WORK ITEM:
Pull every line containing "sorting" from the data.
• • • • • • •
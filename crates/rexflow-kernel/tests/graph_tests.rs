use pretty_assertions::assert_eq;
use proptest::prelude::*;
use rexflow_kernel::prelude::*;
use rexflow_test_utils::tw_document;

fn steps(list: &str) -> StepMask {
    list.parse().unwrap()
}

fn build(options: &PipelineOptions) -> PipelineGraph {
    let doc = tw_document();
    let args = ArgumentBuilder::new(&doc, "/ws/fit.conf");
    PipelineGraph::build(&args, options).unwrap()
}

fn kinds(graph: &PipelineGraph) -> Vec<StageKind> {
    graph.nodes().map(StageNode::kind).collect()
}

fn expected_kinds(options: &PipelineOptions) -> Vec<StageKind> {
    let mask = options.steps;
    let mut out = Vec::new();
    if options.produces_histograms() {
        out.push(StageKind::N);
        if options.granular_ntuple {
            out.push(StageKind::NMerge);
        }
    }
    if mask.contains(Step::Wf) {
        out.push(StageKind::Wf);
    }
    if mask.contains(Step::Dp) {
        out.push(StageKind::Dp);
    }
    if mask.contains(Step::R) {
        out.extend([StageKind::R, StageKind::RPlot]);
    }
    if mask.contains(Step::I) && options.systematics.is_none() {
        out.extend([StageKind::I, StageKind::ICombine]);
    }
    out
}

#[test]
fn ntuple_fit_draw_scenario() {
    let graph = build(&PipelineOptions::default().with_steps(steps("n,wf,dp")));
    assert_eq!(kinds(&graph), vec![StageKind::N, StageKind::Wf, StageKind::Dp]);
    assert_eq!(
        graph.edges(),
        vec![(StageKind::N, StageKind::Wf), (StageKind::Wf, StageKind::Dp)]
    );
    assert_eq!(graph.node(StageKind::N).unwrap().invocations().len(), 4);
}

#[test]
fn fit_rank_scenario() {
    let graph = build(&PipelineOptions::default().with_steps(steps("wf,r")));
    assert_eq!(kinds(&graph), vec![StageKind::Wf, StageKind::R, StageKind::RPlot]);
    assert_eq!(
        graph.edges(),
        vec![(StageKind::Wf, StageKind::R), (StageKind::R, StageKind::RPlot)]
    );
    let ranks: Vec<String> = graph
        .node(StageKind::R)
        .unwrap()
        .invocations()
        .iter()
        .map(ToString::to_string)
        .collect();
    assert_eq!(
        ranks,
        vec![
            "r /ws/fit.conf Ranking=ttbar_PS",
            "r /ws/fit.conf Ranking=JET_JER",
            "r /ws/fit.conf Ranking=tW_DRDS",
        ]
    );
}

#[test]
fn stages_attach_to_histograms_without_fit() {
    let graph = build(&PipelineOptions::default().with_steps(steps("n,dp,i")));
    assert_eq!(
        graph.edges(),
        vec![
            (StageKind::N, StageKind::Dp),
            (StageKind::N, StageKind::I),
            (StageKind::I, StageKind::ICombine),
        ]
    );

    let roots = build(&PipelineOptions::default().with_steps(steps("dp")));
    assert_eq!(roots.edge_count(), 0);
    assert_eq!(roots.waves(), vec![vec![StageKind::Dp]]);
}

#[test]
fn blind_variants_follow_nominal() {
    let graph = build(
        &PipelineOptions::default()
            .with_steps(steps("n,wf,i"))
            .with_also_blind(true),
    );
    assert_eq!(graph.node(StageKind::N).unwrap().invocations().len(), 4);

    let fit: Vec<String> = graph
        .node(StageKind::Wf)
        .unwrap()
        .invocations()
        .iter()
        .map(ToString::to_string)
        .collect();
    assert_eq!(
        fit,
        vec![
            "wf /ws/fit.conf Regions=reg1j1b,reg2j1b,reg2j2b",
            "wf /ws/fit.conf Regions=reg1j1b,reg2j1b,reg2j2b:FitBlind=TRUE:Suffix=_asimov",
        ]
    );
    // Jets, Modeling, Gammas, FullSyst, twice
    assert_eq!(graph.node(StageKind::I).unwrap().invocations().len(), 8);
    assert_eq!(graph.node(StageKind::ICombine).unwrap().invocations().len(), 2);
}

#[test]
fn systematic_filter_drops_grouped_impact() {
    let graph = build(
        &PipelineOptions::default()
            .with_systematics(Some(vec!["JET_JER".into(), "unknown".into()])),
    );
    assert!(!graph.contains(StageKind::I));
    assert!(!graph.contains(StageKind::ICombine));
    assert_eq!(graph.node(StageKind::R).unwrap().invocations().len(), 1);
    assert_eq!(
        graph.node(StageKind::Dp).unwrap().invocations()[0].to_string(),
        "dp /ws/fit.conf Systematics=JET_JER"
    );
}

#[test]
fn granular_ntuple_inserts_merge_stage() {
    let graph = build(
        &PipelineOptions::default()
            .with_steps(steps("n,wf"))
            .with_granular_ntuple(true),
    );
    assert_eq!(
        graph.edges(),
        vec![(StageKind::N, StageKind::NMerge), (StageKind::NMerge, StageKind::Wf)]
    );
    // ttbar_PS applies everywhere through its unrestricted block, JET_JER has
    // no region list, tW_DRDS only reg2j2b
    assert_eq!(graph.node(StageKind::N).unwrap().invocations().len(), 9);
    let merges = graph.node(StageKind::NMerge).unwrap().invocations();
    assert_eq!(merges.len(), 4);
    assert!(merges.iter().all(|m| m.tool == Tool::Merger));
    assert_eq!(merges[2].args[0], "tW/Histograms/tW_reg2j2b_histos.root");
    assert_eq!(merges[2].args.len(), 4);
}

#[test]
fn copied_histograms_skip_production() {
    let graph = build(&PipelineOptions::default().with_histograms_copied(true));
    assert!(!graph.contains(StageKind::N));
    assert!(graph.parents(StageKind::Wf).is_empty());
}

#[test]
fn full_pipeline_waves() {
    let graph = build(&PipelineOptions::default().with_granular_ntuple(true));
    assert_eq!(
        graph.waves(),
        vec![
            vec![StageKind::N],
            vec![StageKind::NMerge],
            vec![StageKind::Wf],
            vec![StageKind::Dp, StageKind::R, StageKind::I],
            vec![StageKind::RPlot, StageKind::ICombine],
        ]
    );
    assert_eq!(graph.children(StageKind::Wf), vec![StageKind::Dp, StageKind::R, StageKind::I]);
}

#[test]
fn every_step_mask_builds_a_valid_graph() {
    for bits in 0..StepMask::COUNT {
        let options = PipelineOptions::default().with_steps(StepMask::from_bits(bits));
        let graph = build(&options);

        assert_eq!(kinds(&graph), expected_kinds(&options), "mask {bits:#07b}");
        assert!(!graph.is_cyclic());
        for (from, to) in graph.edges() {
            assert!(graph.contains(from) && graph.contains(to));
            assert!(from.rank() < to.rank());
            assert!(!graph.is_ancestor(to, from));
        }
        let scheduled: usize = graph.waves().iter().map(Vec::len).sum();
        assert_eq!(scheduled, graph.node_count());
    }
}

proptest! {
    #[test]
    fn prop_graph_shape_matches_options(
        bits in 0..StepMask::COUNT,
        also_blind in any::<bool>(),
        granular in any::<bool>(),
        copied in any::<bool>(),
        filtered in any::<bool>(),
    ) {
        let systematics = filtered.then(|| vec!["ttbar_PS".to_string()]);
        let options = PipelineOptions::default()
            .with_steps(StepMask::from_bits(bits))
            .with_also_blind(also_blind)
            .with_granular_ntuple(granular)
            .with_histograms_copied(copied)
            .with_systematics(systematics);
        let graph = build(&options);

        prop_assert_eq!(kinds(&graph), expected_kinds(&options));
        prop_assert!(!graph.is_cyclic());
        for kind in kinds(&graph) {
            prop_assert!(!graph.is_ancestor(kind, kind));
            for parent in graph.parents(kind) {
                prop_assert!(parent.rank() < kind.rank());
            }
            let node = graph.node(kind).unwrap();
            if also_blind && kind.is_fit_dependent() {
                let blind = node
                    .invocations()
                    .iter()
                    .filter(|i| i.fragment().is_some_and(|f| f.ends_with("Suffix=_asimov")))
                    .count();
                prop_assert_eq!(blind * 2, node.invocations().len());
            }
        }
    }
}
• • • • • • •
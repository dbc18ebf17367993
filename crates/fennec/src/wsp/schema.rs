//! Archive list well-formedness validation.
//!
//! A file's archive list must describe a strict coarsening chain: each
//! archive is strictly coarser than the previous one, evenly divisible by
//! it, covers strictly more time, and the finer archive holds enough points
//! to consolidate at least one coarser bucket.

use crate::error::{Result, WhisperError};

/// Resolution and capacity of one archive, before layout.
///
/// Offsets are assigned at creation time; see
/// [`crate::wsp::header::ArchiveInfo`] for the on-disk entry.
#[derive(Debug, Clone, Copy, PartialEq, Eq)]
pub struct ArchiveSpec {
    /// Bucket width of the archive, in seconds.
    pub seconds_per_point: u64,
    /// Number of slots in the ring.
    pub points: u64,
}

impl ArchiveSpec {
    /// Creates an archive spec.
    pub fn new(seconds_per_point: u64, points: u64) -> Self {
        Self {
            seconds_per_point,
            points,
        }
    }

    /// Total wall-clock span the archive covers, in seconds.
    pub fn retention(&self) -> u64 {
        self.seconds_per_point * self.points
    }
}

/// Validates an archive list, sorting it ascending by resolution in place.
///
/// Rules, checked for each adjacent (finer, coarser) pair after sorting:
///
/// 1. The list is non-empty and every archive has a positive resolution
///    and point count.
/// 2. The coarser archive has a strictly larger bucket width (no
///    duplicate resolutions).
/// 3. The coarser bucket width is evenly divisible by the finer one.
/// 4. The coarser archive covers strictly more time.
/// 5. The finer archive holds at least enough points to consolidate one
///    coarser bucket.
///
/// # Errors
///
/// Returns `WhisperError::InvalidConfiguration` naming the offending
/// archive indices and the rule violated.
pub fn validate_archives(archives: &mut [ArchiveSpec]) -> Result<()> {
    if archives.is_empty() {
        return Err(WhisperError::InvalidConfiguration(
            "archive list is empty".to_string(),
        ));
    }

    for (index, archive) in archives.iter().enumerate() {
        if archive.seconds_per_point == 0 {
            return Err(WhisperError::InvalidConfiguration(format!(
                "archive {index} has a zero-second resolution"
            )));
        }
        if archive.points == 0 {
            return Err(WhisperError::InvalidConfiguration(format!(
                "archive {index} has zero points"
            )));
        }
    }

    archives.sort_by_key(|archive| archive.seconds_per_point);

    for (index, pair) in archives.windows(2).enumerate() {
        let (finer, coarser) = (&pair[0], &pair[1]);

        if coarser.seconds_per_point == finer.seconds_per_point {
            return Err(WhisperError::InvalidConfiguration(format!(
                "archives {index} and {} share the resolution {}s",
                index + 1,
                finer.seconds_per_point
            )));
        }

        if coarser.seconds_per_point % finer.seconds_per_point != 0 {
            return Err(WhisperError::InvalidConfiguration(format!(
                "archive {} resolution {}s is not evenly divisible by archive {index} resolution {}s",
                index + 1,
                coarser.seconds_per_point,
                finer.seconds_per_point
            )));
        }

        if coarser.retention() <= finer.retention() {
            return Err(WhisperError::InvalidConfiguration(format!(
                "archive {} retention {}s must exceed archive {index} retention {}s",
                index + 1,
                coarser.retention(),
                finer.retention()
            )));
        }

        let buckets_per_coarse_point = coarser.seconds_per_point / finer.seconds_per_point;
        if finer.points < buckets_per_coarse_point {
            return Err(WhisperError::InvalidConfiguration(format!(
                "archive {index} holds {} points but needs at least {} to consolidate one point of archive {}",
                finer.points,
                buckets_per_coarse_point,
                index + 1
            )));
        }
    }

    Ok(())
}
• • • • • • •
SOLUTION TO THE PROBLEM:
/// Validates an archive list, sorting it ascending by resolution in place.
/// Rules, checked for each adjacent (finer, coarser) pair after sorting:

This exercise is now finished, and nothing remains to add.